Robocall Challenge Draws Big Interest

Third Party Verification is one of the greatest safeguards available against consumer fraud. It’s legally required in many cases, and it’s always a prudent operational decision.

There are several laws and requirements designed to protect consumers, of course, and we’ve spent a lot of time in this space talking about the authority of the Federal Trade Commission and the Federal Communications Commission, and some specifics about telemarketing rules and the Do Not Call list.

But none of those rules or regulations is nearly as engaging as the Robocall Challenge, launched last fall by the FTC.

Robocalls are generally illegal if not related to political or charitable initiatives. Complaints about the calls have exploded in recent years, and while the Commission has been active in pursing the offenders, technical smoke screens often make it difficult to track the origin of the calls. So the Commission launched a contest that offers a $50,000 cash prize and a free trip to Washington, D.C to any individual or group that makes a proposal effective in stopping the robocalls.
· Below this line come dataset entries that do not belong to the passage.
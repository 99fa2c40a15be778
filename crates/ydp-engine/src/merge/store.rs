//! Merge store seam
//!
//! The merge store is the single point of mutation for a platform's view of a
//! datastore. A batch either commits in full (records, change log, schema and
//! stream state in one transaction) or leaves no trace beyond its FAILED row.

use async_trait::async_trait;
use serde::{Deserialize, Serialize};
use std::collections::BTreeMap;
use std::time::Duration;
use thiserror::Error;
use uuid::Uuid;

use crate::batch::{BatchRecord, BatchStatus, MergeStats, StreamKey, StreamState};
use crate::records::{Row, RowKey};

/// `batch_out` of a version that is still current
pub const OPEN_BATCH: i64 = i64::MAX;

#[derive(Error, Debug)]
pub enum StoreError {
    #[error("Database error: {0}")]
    Database(#[from] sqlx::Error),

    #[error("Serialization error: {0}")]
    Serialization(#[from] serde_json::Error),

    #[error("Sequence conflict on {platform}/{stream}: batch {attempted} cannot follow {current}")]
    SequenceConflict {
        platform: String,
        stream: String,
        attempted: i64,
        current: i64,
    },

    #[error("Timed out after {0:?}")]
    Timeout(Duration),

    #[error("Merge store unavailable: {0}")]
    Unavailable(String),

    #[error("Corrupt record: {0}")]
    Corrupt(String),
}

/// Current (open) record for one primary key
#[derive(Debug, Clone, PartialEq)]
pub struct StoredRecord {
    pub row: Row,
    pub hash: String,
}

/// One stored version; `batch_out == OPEN_BATCH` while current
#[derive(Debug, Clone, PartialEq, Serialize, Deserialize)]
pub struct VersionRecord {
    pub key: RowKey,
    pub row: Row,
    pub batch_in: i64,
    pub batch_out: i64,
}

impl VersionRecord {
    pub fn is_open(&self) -> bool {
        self.batch_out == OPEN_BATCH
    }
}

/// Declared schema as last recorded in the merge store
#[derive(Debug, Clone, PartialEq, Eq, Serialize, Deserialize)]
pub struct SchemaRecord {
    pub version: u32,
    pub fingerprint: String,
}

/// Planned mutation of one primary key
#[derive(Debug, Clone, PartialEq)]
pub enum MergeOp {
    /// Live-only insert or overwrite
    Upsert { key: RowKey, row: Row, hash: String },
    /// Live-only removal; `previous` is the removed row
    Delete { key: RowKey, previous: Row },
    /// Forensic: open a new current version at the batch
    OpenVersion { key: RowKey, row: Row, hash: String },
    /// Forensic: close the current version at the batch
    CloseVersion { key: RowKey, previous: Row },
}

impl MergeOp {
    pub fn key(&self) -> &RowKey {
        match self {
            MergeOp::Upsert { key, .. }
            | MergeOp::Delete { key, .. }
            | MergeOp::OpenVersion { key, .. }
            | MergeOp::CloseVersion { key, .. } => key,
        }
    }

    pub fn row(&self) -> &Row {
        match self {
            MergeOp::Upsert { row, .. } | MergeOp::OpenVersion { row, .. } => row,
            MergeOp::Delete { previous, .. } | MergeOp::CloseVersion { previous, .. } => previous,
        }
    }

    pub fn kind(&self) -> ChangeEventKind {
        match self {
            MergeOp::Upsert { .. } => ChangeEventKind::Upsert,
            MergeOp::Delete { .. } => ChangeEventKind::Delete,
            MergeOp::OpenVersion { .. } => ChangeEventKind::OpenVersion,
            MergeOp::CloseVersion { .. } => ChangeEventKind::CloseVersion,
        }
    }
}

/// Change-log event kind
#[derive(Debug, Clone, Copy, PartialEq, Eq, Hash, Serialize, Deserialize)]
pub enum ChangeEventKind {
    Upsert,
    Delete,
    OpenVersion,
    CloseVersion,
}

impl ChangeEventKind {
    pub fn as_str(&self) -> &'static str {
        match self {
            ChangeEventKind::Upsert => "upsert",
            ChangeEventKind::Delete => "delete",
            ChangeEventKind::OpenVersion => "open_version",
            ChangeEventKind::CloseVersion => "close_version",
        }
    }
}

impl std::str::FromStr for ChangeEventKind {
    type Err = StoreError;

    fn from_str(s: &str) -> Result<Self, Self::Err> {
        match s {
            "upsert" => Ok(ChangeEventKind::Upsert),
            "delete" => Ok(ChangeEventKind::Delete),
            "open_version" => Ok(ChangeEventKind::OpenVersion),
            "close_version" => Ok(ChangeEventKind::CloseVersion),
            other => Err(StoreError::Corrupt(format!("unknown change kind {}", other))),
        }
    }
}

/// Ordered change-log entry, replayed by replication
#[derive(Debug, Clone, PartialEq, Serialize, Deserialize)]
pub struct ChangeEvent {
    pub batch: i64,
    pub ordinal: i32,
    pub key: RowKey,
    pub kind: ChangeEventKind,
    pub row: Row,
}

/// Everything one dataset contributes to a batch commit
#[derive(Debug, Clone, PartialEq)]
pub struct DatasetCommit {
    pub dataset: String,
    pub ops: Vec<MergeOp>,
    pub schema: SchemaRecord,
    pub stats: MergeStats,
}

/// Atomic unit handed to `MergeStore::commit_batch`
#[derive(Debug, Clone, PartialEq)]
pub struct BatchCommit {
    pub platform: String,
    pub stream: StreamKey,
    pub sequence: i64,
    pub datasets: Vec<DatasetCommit>,
}

impl BatchCommit {
    pub fn stats(&self) -> MergeStats {
        let mut total = MergeStats::default();
        for dataset in &self.datasets {
            total.merge(&dataset.stats);
        }
        total
    }
}

/// Filter for batch listings
#[derive(Debug, Clone, Default, PartialEq, Eq, Serialize, Deserialize)]
pub struct BatchFilter {
    pub platform: Option<String>,
    pub stream: Option<StreamKey>,
    pub status: Option<BatchStatus>,
    pub limit: Option<i64>,
}

impl BatchFilter {
    pub fn matches(&self, record: &BatchRecord) -> bool {
        self.platform.as_ref().map_or(true, |p| *p == record.platform)
            && self.stream.as_ref().map_or(true, |s| *s == record.stream)
            && self.status.map_or(true, |s| s == record.status)
    }
}

/// Persistence seam for merge records, batches and the change log
#[async_trait]
pub trait MergeStore: Send + Sync {
    /// Last committed sequence of `stream` (0 before the first commit)
    async fn last_committed(&self, platform: &str, stream: &StreamKey) -> Result<i64, StoreError>;

    /// Record `sequence` as RUNNING, counting an attempt
    async fn begin_batch(
        &self,
        platform: &str,
        stream: &StreamKey,
        sequence: i64,
        run_id: Uuid,
    ) -> Result<(), StoreError>;

    /// Mark `sequence` FAILED; merge records are untouched
    async fn fail_batch(
        &self,
        platform: &str,
        stream: &StreamKey,
        sequence: i64,
        error: &str,
    ) -> Result<(), StoreError>;

    /// Apply every op, append the change log, record schemas and advance the
    /// stream, all atomically. Fails with `SequenceConflict` unless
    /// `commit.sequence` directly follows the stream's last commit.
    async fn commit_batch(&self, commit: &BatchCommit) -> Result<(), StoreError>;

    async fn open_records(
        &self,
        platform: &str,
        datastore: &str,
        dataset: &str,
    ) -> Result<BTreeMap<RowKey, StoredRecord>, StoreError>;

    async fn versions(
        &self,
        platform: &str,
        datastore: &str,
        dataset: &str,
    ) -> Result<Vec<VersionRecord>, StoreError>;

    async fn schema_record(
        &self,
        platform: &str,
        datastore: &str,
        dataset: &str,
    ) -> Result<Option<SchemaRecord>, StoreError>;

    /// Change-log events with `after < batch <= upto`, in batch then ordinal
    /// order
    async fn changes_since(
        &self,
        platform: &str,
        datastore: &str,
        dataset: &str,
        after: i64,
        upto: i64,
    ) -> Result<Vec<ChangeEvent>, StoreError>;

    async fn list_batches(&self, filter: &BatchFilter) -> Result<Vec<BatchRecord>, StoreError>;

    async fn stream_states(&self, platform: Option<&str>) -> Result<Vec<StreamState>, StoreError>;
}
The three-month contest closed in late January, and 744 suggestions were received through the Challenge web site.

Technical officials from the FTC and the FCC will judge the entries on the following criteria: does it work? (50 percent), is it easy to use (25 percent) and can it be rolled out? (25 percent). Any winning submissions will be announced in early April.

The entries exhibit varying degrees of creativity, complexity and even humor, and they’re worth a look. Here’s hoping there’s a nugget in there that will prove effective in permanently disconnecting the illegal robocalls.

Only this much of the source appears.